= Information shown =
━━━━
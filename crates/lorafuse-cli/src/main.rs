//! lorafuse CLI - merge a LoRA adapter into its base model.

use std::path::{Path, PathBuf};
use std::process::ExitCode;

use anyhow::Context;
use clap::error::ErrorKind;
use clap::{Parser, ValueEnum};
use indicatif::{ProgressBar, ProgressStyle};
use lorafuse_core::{parse_byte_size, LoadConfig};
use lorafuse_merge::{
    missing_adapter_files, MergeEvent, MergeOptions, MergeSummary, ModelMerger, TokenizerSource,
};

const EXAMPLE: &str =
    "Example: lorafuse TinyLlama/TinyLlama-1.1B-Chat-v1.0 ./output/lora-adapter ./output/merged";

#[derive(Parser)]
#[command(name = "lorafuse")]
#[command(author, version, about = "Merge a LoRA adapter into its base model", long_about = None)]
#[command(after_help = EXAMPLE)]
struct Cli {
    /// Base model: local directory, .safetensors file, or HuggingFace repo ID
    base_model: String,

    /// Adapter directory with adapter_config.json and adapter_model.safetensors
    adapter_path: PathBuf,

    /// Output directory for the merged model
    output_path: PathBuf,

    /// Hub revision (branch, tag, or commit) of the base model
    #[arg(long)]
    revision: Option<String>,

    /// Largest weight shard, e.g. 2GB, 500MB, 4GiB
    #[arg(long, default_value = "2GB", value_parser = parse_byte_size)]
    max_shard_size: u64,

    /// Directory the tokenizer is copied from
    #[arg(long, value_enum, default_value_t = TokenizerArg::Adapter)]
    tokenizer_source: TokenizerArg,

    /// Reject base models that ship custom model code
    #[arg(long)]
    no_remote_code: bool,
}

#[derive(Clone, Copy, Debug, ValueEnum)]
enum TokenizerArg {
    /// Tokenizer saved with the adapter
    Adapter,
    /// Tokenizer of the base model
    Base,
}

impl From<TokenizerArg> for TokenizerSource {
    fn from(arg: TokenizerArg) -> Self {
        match arg {
            TokenizerArg::Adapter => TokenizerSource::Adapter,
            TokenizerArg::Base => TokenizerSource::Base,
        }
    }
}

fn main() -> ExitCode {
    let cli = match Cli::try_parse() {
        Ok(cli) => cli,
        Err(e) => {
            let _ = e.print();
            return match e.kind() {
                ErrorKind::DisplayHelp | ErrorKind::DisplayVersion => ExitCode::SUCCESS,
                _ => {
                    eprintln!("\n{EXAMPLE}");
                    ExitCode::FAILURE
                }
            };
        }
    };

    // Initialize logging; RUST_LOG overrides the info default
    tracing_subscriber::fmt()
        .with_env_filter(
            tracing_subscriber::EnvFilter::try_from_default_env()
                .unwrap_or_else(|_| tracing_subscriber::EnvFilter::new("info")),
        )
        .init();

    if let Err(e) = check_adapter_dir(&cli.adapter_path) {
        eprintln!("Error: {e}");
        return ExitCode::FAILURE;
    }

    print_header(&cli);

    match run(&cli) {
        Ok(summary) => {
            print_summary(&summary);
            ExitCode::SUCCESS
        }
        Err(e) => {
            eprintln!("Error: {e}");
            eprintln!("\n========================================");
            eprintln!("  Merge Failed");
            eprintln!("========================================");
            ExitCode::FAILURE
        }
    }
}

/// Verify the adapter directory before anything is loaded.
fn check_adapter_dir(path: &Path) -> anyhow::Result<()> {
    if !path.exists() {
        anyhow::bail!("Adapter path does not exist: {}", path.display());
    }
    let missing = missing_adapter_files(path);
    if !missing.is_empty() {
        anyhow::bail!(
            "Missing required files in adapter directory: {}",
            missing.join(", ")
        );
    }
    Ok(())
}

fn run(cli: &Cli) -> anyhow::Result<MergeSummary> {
    let options = MergeOptions {
        load: LoadConfig {
            trust_remote_code: !cli.no_remote_code,
            revision: cli.revision.clone(),
            ..Default::default()
        },
        max_shard_size: cli.max_shard_size,
        tokenizer_source: cli.tokenizer_source.into(),
    };
    tracing::debug!("Shard limit: {} bytes", options.max_shard_size);

    let pb = ProgressBar::new(0);
    pb.set_style(
        ProgressStyle::default_bar()
            .template("{spinner:.green} [{elapsed_precise}] [{bar:40.cyan/blue}] {pos}/{len} {msg}")
            .context("invalid progress template")?
            .progress_chars("#>-"),
    );

    let bar = pb.clone();
    let merger = ModelMerger::new(options).with_progress(Box::new(move |event| match event {
        MergeEvent::Planned { tensors, .. } => bar.set_length(tensors as u64),
        MergeEvent::Tensor { index, name, .. } => {
            bar.set_position(index as u64);
            bar.set_message(name);
        }
        MergeEvent::Stage(_) => {}
    }));

    let result = merger.merge_adapter(&cli.base_model, &cli.adapter_path, &cli.output_path);
    pb.finish_and_clear();
    Ok(result?)
}

fn print_header(cli: &Cli) {
    println!("========================================");
    println!("  lorafuse LoRA Merge");
    println!("========================================");
    println!("Base model: {}", cli.base_model);
    println!("Adapter:    {}", cli.adapter_path.display());
    println!("Output:     {}", cli.output_path.display());
    println!("========================================\n");
}

fn print_summary(summary: &MergeSummary) {
    let output = summary.output.display();
    println!("\n========================================");
    println!("  Merge Complete!");
    println!("========================================");
    println!("Output:     {}", output);
    println!("Shards:     {}", summary.shards.len());
    println!(
        "Tensors:    {} ({} updated by the adapter)",
        summary.num_tensors, summary.num_merged
    );
    println!(
        "Size:       {:.2} GB ({})",
        summary.total_size as f64 / 1e9,
        summary.info.dtype
    );
    println!("Tokenizer:  {}", summary.tokenizer_files.join(", "));
    println!("========================================");
    println!("\nNext steps:");
    println!("  1. Convert to GGUF with llama.cpp:");
    println!(
        "     python convert_hf_to_gguf.py {} --outfile {}/model.gguf --outtype f16",
        output, output
    );
    println!("  2. Import into Ollama with a Modelfile containing 'FROM ./model.gguf':");
    println!("     ollama create my-model -f Modelfile");
}
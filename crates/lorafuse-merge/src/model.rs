//! Base model, adapter attachment, and the merged view.
//!
//! The three types follow the usual PEFT flow:
//!
//! ```text
//! BaseModel::from_pretrained -> PeftModel::attach -> merge_and_unload -> MergedModel
//! ```
//!
//! Attaching validates every adapted module against the base checkpoint.
//! Folding is deferred: [`MergedModel::tensor`] loads one base tensor, applies
//! its planned fold, and hands it to the caller.

use std::collections::{BTreeMap, BTreeSet};
use std::path::{Path, PathBuf};

use lorafuse_core::files::CONFIG_FILE;
use lorafuse_core::{Dtype, LoadConfig, LoraFuseError, Result};
use tracing::{debug, info, warn};

use crate::adapter::LoraAdapter;
use crate::loader::{ModelSource, SafetensorsLoader, TensorLoader};
use crate::lora::{expected_weight_shape, fold_bias, fold_weight};
use crate::tensor::stored_size;
use crate::WeightTensor;

/// A base model: its configuration plus lazy access to its tensors.
pub struct BaseModel {
    name: String,
    dir: Option<PathBuf>,
    config: serde_json::Value,
    loader: Box<dyn TensorLoader>,
    load_config: LoadConfig,
}

impl std::fmt::Debug for BaseModel {
    fn fmt(&self, f: &mut std::fmt::Formatter<'_>) -> std::fmt::Result {
        f.debug_struct("BaseModel")
            .field("name", &self.name)
            .field("dir", &self.dir)
            .field("tensors", &self.loader.tensor_names().len())
            .finish()
    }
}

impl BaseModel {
    /// Resolve and index a base model from a local path or Hub repo ID.
    ///
    /// `fetch_tokenizer` also downloads tokenizer files for Hub models.
    pub fn from_pretrained(name: &str, config: &LoadConfig, fetch_tokenizer: bool) -> Result<Self> {
        if name.trim().is_empty() {
            return Err(LoraFuseError::ModelLoad(
                "base model reference is empty".to_string(),
            ));
        }

        let source = ModelSource::parse(name, config.revision.clone());
        let path = source.resolve(config, fetch_tokenizer)?;
        let dir = if path.is_file() {
            path.parent().map(Path::to_path_buf).unwrap_or_default()
        } else {
            path.clone()
        };

        let config_path = dir.join(CONFIG_FILE);
        if !config_path.is_file() {
            return Err(LoraFuseError::ModelLoad(format!(
                "{} not found in {:?}",
                CONFIG_FILE, dir
            )));
        }
        let content = std::fs::read_to_string(&config_path)
            .map_err(|e| LoraFuseError::io_at(&config_path, e))?;
        let model_config: serde_json::Value = serde_json::from_str(&content)?;

        if model_config.get("auto_map").is_some() {
            if !config.trust_remote_code {
                return Err(LoraFuseError::ModelLoad(format!(
                    "{name} ships custom model code (auto_map) and trust_remote_code is disabled"
                )));
            }
            info!("{} declares custom model code; it will be carried over", name);
        }

        let loader = SafetensorsLoader::new(&path, config.low_cpu_mem_usage)?;
        info!(
            "Loaded base model {} ({})",
            name,
            model_config
                .get("model_type")
                .and_then(|v| v.as_str())
                .unwrap_or("unknown architecture")
        );

        Ok(Self {
            name: name.to_string(),
            dir: Some(dir),
            config: model_config,
            loader: Box::new(loader),
            load_config: config.clone(),
        })
    }

    /// Wrap an arbitrary tensor source.
    pub fn from_loader(
        name: impl Into<String>,
        config: serde_json::Value,
        loader: Box<dyn TensorLoader>,
        load_config: LoadConfig,
    ) -> Self {
        Self {
            name: name.into(),
            dir: None,
            config,
            loader,
            load_config,
        }
    }

    /// Reference the model was loaded from, as given.
    pub fn name(&self) -> &str {
        &self.name
    }

    /// Local snapshot directory, if the model lives on disk.
    pub fn dir(&self) -> Option<&Path> {
        self.dir.as_deref()
    }

    /// Parsed `config.json`.
    pub fn config(&self) -> &serde_json::Value {
        &self.config
    }

    /// Options the model was loaded with.
    pub fn load_config(&self) -> &LoadConfig {
        &self.load_config
    }

    /// Tensor source.
    pub fn loader(&self) -> &dyn TensorLoader {
        self.loader.as_ref()
    }
}

/// What happens to one base tensor during the merge.
#[derive(Debug, Clone, PartialEq, Eq)]
enum Fold {
    /// Add the module's low-rank delta to the weight.
    Weight(String),
    /// Add the module's `lora_B` bias to the bias.
    Bias(String),
    /// Replace with the adapter's full copy.
    Replace,
}

/// A base model with an adapter attached but not yet folded in.
#[derive(Debug)]
pub struct PeftModel {
    base: BaseModel,
    adapter: LoraAdapter,
    plan: BTreeMap<String, Fold>,
}

impl PeftModel {
    /// Load the adapter in `adapter_dir` and attach it to `base`.
    pub fn from_pretrained(base: BaseModel, adapter_dir: impl AsRef<Path>) -> Result<Self> {
        let adapter = LoraAdapter::load(adapter_dir)?;
        Self::attach(base, adapter)
    }

    /// Attach a loaded adapter, checking every module against the base.
    pub fn attach(base: BaseModel, adapter: LoraAdapter) -> Result<Self> {
        if let Some(expected) = &adapter.config.base_model_name_or_path {
            if expected != base.name() {
                debug!(
                    "Adapter was trained on {}, attaching to {}",
                    expected,
                    base.name()
                );
            }
        }

        let loader = base.loader();
        let fan_in_fan_out = adapter.config.fan_in_fan_out;
        let mut plan = BTreeMap::new();

        for module in adapter.modules.values() {
            let weight = module.weight_name();
            let shape = loader.tensor_shape(&weight).map_err(|_| {
                LoraFuseError::IncompatibleAdapter(format!(
                    "adapter targets '{}', which the base model does not have",
                    module.name
                ))
            })?;
            require_float(loader, &weight)?;

            let expected = expected_weight_shape(module, fan_in_fan_out);
            if shape != expected {
                return Err(LoraFuseError::ShapeMismatch {
                    name: weight,
                    expected: expected.to_vec(),
                    actual: shape,
                });
            }
            plan.insert(weight, Fold::Weight(module.name.clone()));

            if module.bias.is_some() {
                let bias = module.bias_name();
                let bias_shape = loader.tensor_shape(&bias).map_err(|_| {
                    LoraFuseError::IncompatibleAdapter(format!(
                        "adapter carries a bias for '{}', whose base layer has none",
                        module.name
                    ))
                })?;
                require_float(loader, &bias)?;
                let out = module.delta_shape().0;
                if bias_shape.iter().product::<usize>() != out {
                    return Err(LoraFuseError::ShapeMismatch {
                        name: bias,
                        expected: vec![out],
                        actual: bias_shape,
                    });
                }
                plan.insert(bias, Fold::Bias(module.name.clone()));
            }
        }

        for (name, tensor) in &adapter.replacements {
            if plan.contains_key(name) {
                return Err(LoraFuseError::IncompatibleAdapter(format!(
                    "'{name}' is both LoRA-adapted and saved in full"
                )));
            }
            match loader.tensor_shape(name) {
                Ok(shape) if shape != tensor.shape() => {
                    return Err(LoraFuseError::ShapeMismatch {
                        name: name.clone(),
                        expected: shape,
                        actual: tensor.shape().to_vec(),
                    });
                }
                Ok(_) => {}
                Err(_) => warn!("Adapter adds tensor '{}' that the base model lacks", name),
            }
            plan.insert(name.clone(), Fold::Replace);
        }

        info!(
            "Attached adapter: {} LoRA modules, {} replaced tensors",
            adapter.modules.len(),
            adapter.replacements.len()
        );

        Ok(Self {
            base,
            adapter,
            plan,
        })
    }

    /// The base model.
    pub fn base(&self) -> &BaseModel {
        &self.base
    }

    /// The attached adapter.
    pub fn adapter(&self) -> &LoraAdapter {
        &self.adapter
    }

    /// Number of base tensors the adapter changes.
    pub fn num_affected_tensors(&self) -> usize {
        self.plan.len()
    }

    /// Collapse the adapter into the base weights.
    pub fn merge_and_unload(self) -> MergedModel {
        let dtype = self.base.load_config().dtype;
        let mut names: BTreeSet<String> = self.base.loader().tensor_names().into_iter().collect();
        names.extend(self.adapter.replacements.keys().cloned());

        MergedModel {
            names: names.into_iter().collect(),
            dtype,
            base: self.base,
            adapter: self.adapter,
            plan: self.plan,
        }
    }
}

fn require_float(loader: &dyn TensorLoader, name: &str) -> Result<()> {
    let dtype = loader.tensor_dtype(name)?;
    if Dtype::from_safetensors(dtype).is_none() {
        return Err(LoraFuseError::UnsupportedDtype {
            name: name.to_string(),
            dtype: format!("{dtype:?}"),
        });
    }
    Ok(())
}

/// Base weights with the adapter folded in, produced tensor by tensor.
#[derive(Debug)]
pub struct MergedModel {
    base: BaseModel,
    adapter: LoraAdapter,
    plan: BTreeMap<String, Fold>,
    names: Vec<String>,
    dtype: Dtype,
}

impl MergedModel {
    /// All output tensor names, sorted.
    pub fn tensor_names(&self) -> &[String] {
        &self.names
    }

    /// Output storage dtype for floating tensors.
    pub fn dtype(&self) -> Dtype {
        self.dtype
    }

    /// The base model the weights come from.
    pub fn base(&self) -> &BaseModel {
        &self.base
    }

    /// Shape of an output tensor.
    pub fn tensor_shape(&self, name: &str) -> Result<Vec<usize>> {
        match self.adapter.replacements.get(name) {
            Some(tensor) => Ok(tensor.shape().to_vec()),
            None => self.base.loader().tensor_shape(name),
        }
    }

    /// Bytes the tensor occupies once written.
    pub fn stored_size(&self, name: &str) -> Result<u64> {
        if let Some(tensor) = self.adapter.replacements.get(name) {
            let bytes = tensor.num_elements() * tensor.stored_dtype(self.dtype).size();
            return Ok(bytes as u64);
        }
        let loader = self.base.loader();
        Ok(stored_size(
            &loader.tensor_shape(name)?,
            loader.tensor_dtype(name)?,
            self.dtype,
        ))
    }

    /// Load one output tensor, folding in its adapter update.
    pub fn tensor(&self, name: &str) -> Result<WeightTensor> {
        match self.plan.get(name) {
            Some(Fold::Replace) => self
                .adapter
                .replacements
                .get(name)
                .cloned()
                .ok_or_else(|| LoraFuseError::TensorNotFound(name.to_string())),
            Some(Fold::Weight(module)) => {
                let module = self.module(module)?;
                let mut weight = self.base.loader().load_tensor(name)?;
                fold_weight(&mut weight, module, self.adapter.config.fan_in_fan_out)?;
                Ok(weight)
            }
            Some(Fold::Bias(module)) => {
                let module = self.module(module)?;
                let mut bias = self.base.loader().load_tensor(name)?;
                fold_bias(&mut bias, module)?;
                Ok(bias)
            }
            None => self.base.loader().load_tensor(name),
        }
    }

    fn module(&self, name: &str) -> Result<&crate::adapter::LoraModule> {
        self.adapter
            .modules
            .get(name)
            .ok_or_else(|| LoraFuseError::TensorNotFound(name.to_string()))
    }

    /// `config.json` for the merged model, with `torch_dtype` updated.
    pub fn config_json(&self) -> serde_json::Value {
        let mut config = self.base.config().clone();
        if let Some(obj) = config.as_object_mut() {
            obj.insert(
                "torch_dtype".to_string(),
                serde_json::Value::String(self.dtype.as_str().to_string()),
            );
        }
        config
    }
}
//! Lazy tensor loading for base model checkpoints.
//!
//! Tensors are indexed up front (name, dtype, shape, byte range) and decoded
//! on demand, so only the tensor currently being merged is held in `f32`.
//! With `low_cpu_mem_usage` the shard files are memory-mapped; otherwise they
//! are read into owned buffers.

use std::collections::HashMap;
use std::ops::Deref;
use std::path::{Path, PathBuf};

use lorafuse_core::files::{ADAPTER_WEIGHTS_FILE, WEIGHTS_INDEX_FILE};
use lorafuse_core::{LoadConfig, LoraFuseError, Result};
use lorafuse_hub::DownloadOptions;
use safetensors::SafeTensors;
use tracing::{debug, info};

use crate::WeightTensor;

/// Trait for loading tensors from a model.
pub trait TensorLoader: Send + Sync {
    /// Get the names of all tensors in the model.
    fn tensor_names(&self) -> Vec<String>;

    /// Load a tensor by name.
    fn load_tensor(&self, name: &str) -> Result<WeightTensor>;

    /// Get the shape of a tensor without loading it.
    fn tensor_shape(&self, name: &str) -> Result<Vec<usize>>;

    /// Get the dtype of a tensor.
    fn tensor_dtype(&self, name: &str) -> Result<safetensors::Dtype>;
}

enum Backing {
    Mapped(memmap2::Mmap),
    Owned(Vec<u8>),
}

impl Deref for Backing {
    type Target = [u8];

    fn deref(&self) -> &[u8] {
        match self {
            Self::Mapped(m) => m,
            Self::Owned(v) => v,
        }
    }
}

/// Location of a tensor within a checkpoint file.
#[derive(Debug, Clone)]
struct TensorLocation {
    /// Index into the files array.
    file_idx: usize,
    /// Byte offset within the file.
    offset: usize,
    /// Length in bytes.
    len: usize,
    /// Data type.
    dtype: safetensors::Dtype,
    /// Shape.
    shape: Vec<usize>,
}

/// Lazy loader for safetensors checkpoints.
pub struct SafetensorsLoader {
    /// Path to the model directory or file.
    path: PathBuf,
    /// Shard contents.
    files: Vec<(PathBuf, Backing)>,
    /// Mapping from tensor name to its location.
    tensor_info: HashMap<String, TensorLocation>,
}

impl std::fmt::Debug for SafetensorsLoader {
    fn fmt(&self, f: &mut std::fmt::Formatter<'_>) -> std::fmt::Result {
        f.debug_struct("SafetensorsLoader")
            .field("path", &self.path)
            .field("files", &self.files.len())
            .field("tensors", &self.tensor_info.len())
            .finish()
    }
}

/// Checkpoint files that make up the model at `path`.
///
/// An index file, when present, is authoritative: files it does not name
/// (e.g. a stray `consolidated.safetensors`) are ignored.
pub fn checkpoint_files(path: &Path) -> Result<Vec<PathBuf>> {
    if path.is_file() {
        if path.extension().is_some_and(|e| e == "safetensors") {
            return Ok(vec![path.to_path_buf()]);
        }
        return Err(LoraFuseError::ModelLoad(format!(
            "{:?} is not a safetensors file",
            path
        )));
    }

    if !path.is_dir() {
        return Err(LoraFuseError::ModelLoad(format!(
            "No model found at {:?}",
            path
        )));
    }

    let index = path.join(WEIGHTS_INDEX_FILE);
    if index.is_file() {
        let files: Vec<PathBuf> = lorafuse_hub::shards_in_index(&index)?
            .into_iter()
            .map(|name| path.join(name))
            .collect();
        if let Some(missing) = files.iter().find(|f| !f.is_file()) {
            return Err(LoraFuseError::ModelLoad(format!(
                "{} names {:?}, which does not exist",
                WEIGHTS_INDEX_FILE, missing
            )));
        }
        return Ok(files);
    }

    let mut files = Vec::new();
    for entry in std::fs::read_dir(path).map_err(|e| LoraFuseError::io_at(path, e))? {
        let file_path = entry?.path();
        let is_weights = file_path.extension().is_some_and(|e| e == "safetensors");
        let is_adapter = file_path
            .file_name()
            .is_some_and(|n| n == ADAPTER_WEIGHTS_FILE);
        if is_weights && !is_adapter {
            files.push(file_path);
        }
    }

    if files.is_empty() {
        return Err(LoraFuseError::ModelLoad(format!(
            "No safetensors files found in {:?}",
            path
        )));
    }

    // Sort for deterministic ordering
    files.sort();
    Ok(files)
}

impl SafetensorsLoader {
    /// Create a new loader for a model directory or single safetensors file.
    pub fn new(path: impl AsRef<Path>, low_cpu_mem_usage: bool) -> Result<Self> {
        let path = path.as_ref().to_path_buf();
        let checkpoint = checkpoint_files(&path)?;

        info!(
            "Loading {} safetensors files from {:?}",
            checkpoint.len(),
            path
        );

        let mut files: Vec<(PathBuf, Backing)> = Vec::with_capacity(checkpoint.len());
        let mut tensor_info: HashMap<String, TensorLocation> = HashMap::new();

        for (idx, file_path) in checkpoint.into_iter().enumerate() {
            debug!("Indexing {:?}", file_path);
            let backing = if low_cpu_mem_usage {
                let file = std::fs::File::open(&file_path)
                    .map_err(|e| LoraFuseError::io_at(&file_path, e))?;
                // SAFETY: the file is opened read-only and the map lives as
                // long as this loader.
                #[allow(unsafe_code)]
                let mmap = unsafe { memmap2::Mmap::map(&file) }
                    .map_err(|e| LoraFuseError::io_at(&file_path, e))?;
                Backing::Mapped(mmap)
            } else {
                Backing::Owned(
                    std::fs::read(&file_path).map_err(|e| LoraFuseError::io_at(&file_path, e))?,
                )
            };

            let tensors = SafeTensors::deserialize(&backing)?;
            let base_ptr = backing.as_ptr() as usize;
            for (name, view) in tensors.tensors() {
                let data = view.data();
                let location = TensorLocation {
                    file_idx: idx,
                    offset: data.as_ptr() as usize - base_ptr,
                    len: data.len(),
                    dtype: view.dtype(),
                    shape: view.shape().to_vec(),
                };
                if let Some(previous) = tensor_info.insert(name.clone(), location) {
                    return Err(LoraFuseError::ModelLoad(format!(
                        "tensor '{}' appears in both {:?} and {:?}",
                        name, files[previous.file_idx].0, file_path
                    )));
                }
            }

            files.push((file_path, backing));
        }

        info!("Indexed {} tensors", tensor_info.len());

        Ok(Self {
            path,
            files,
            tensor_info,
        })
    }

    fn location(&self, name: &str) -> Result<&TensorLocation> {
        self.tensor_info
            .get(name)
            .ok_or_else(|| LoraFuseError::TensorNotFound(name.to_string()))
    }
}

impl TensorLoader for SafetensorsLoader {
    fn tensor_names(&self) -> Vec<String> {
        self.tensor_info.keys().cloned().collect()
    }

    fn load_tensor(&self, name: &str) -> Result<WeightTensor> {
        let loc = self.location(name)?;
        let (_, backing) = &self.files[loc.file_idx];
        let data = &backing[loc.offset..loc.offset + loc.len];
        WeightTensor::from_bytes(name, loc.dtype, loc.shape.clone(), data)
    }

    fn tensor_shape(&self, name: &str) -> Result<Vec<usize>> {
        Ok(self.location(name)?.shape.clone())
    }

    fn tensor_dtype(&self, name: &str) -> Result<safetensors::Dtype> {
        Ok(self.location(name)?.dtype)
    }
}

// =============================================================================
// Model Sources
// =============================================================================

/// Where base model weights come from.
#[derive(Debug, Clone, PartialEq, Eq)]
pub enum ModelSource {
    /// Local path to model directory or file.
    Local(PathBuf),
    /// HuggingFace Hub repository ID.
    Hub {
        /// Repository ID (e.g., "TinyLlama/TinyLlama-1.1B-Chat-v1.0").
        repo_id: String,
        /// Optional revision (branch, tag, or commit).
        revision: Option<String>,
    },
}

impl ModelSource {
    /// Create a model source from a HuggingFace repo ID.
    pub fn from_hub(repo_id: impl Into<String>, revision: Option<String>) -> Self {
        Self::Hub {
            repo_id: repo_id.into(),
            revision,
        }
    }

    /// Parse a model source from a string.
    ///
    /// Existing paths and anything that starts like a path are local; the
    /// rest is taken as a Hub repo ID.
    pub fn parse(s: &str, revision: Option<String>) -> Self {
        let path = Path::new(s);
        if path.exists() {
            return Self::Local(path.to_path_buf());
        }

        if s.starts_with('/') || s.starts_with('.') || s.starts_with('~') {
            return Self::Local(path.to_path_buf());
        }

        #[cfg(windows)]
        if s.contains('\\') || path.is_absolute() {
            return Self::Local(path.to_path_buf());
        }

        Self::from_hub(s, revision)
    }

    /// Resolve to a local model directory, downloading Hub snapshots.
    pub fn resolve(&self, config: &LoadConfig, include_tokenizer: bool) -> Result<PathBuf> {
        match self {
            Self::Local(path) => Ok(path.clone()),
            Self::Hub { repo_id, revision } => {
                info!("Downloading model from Hub: {}", repo_id);
                lorafuse_hub::download_model(
                    repo_id,
                    revision.as_deref(),
                    &DownloadOptions {
                        include_tokenizer,
                        include_remote_code: config.trust_remote_code,
                    },
                )
            }
        }
    }
}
━━━━
From the preceding material, count every line that contains the word "ValueEnum". Reply with the number only.

= Reply to the exercise =
2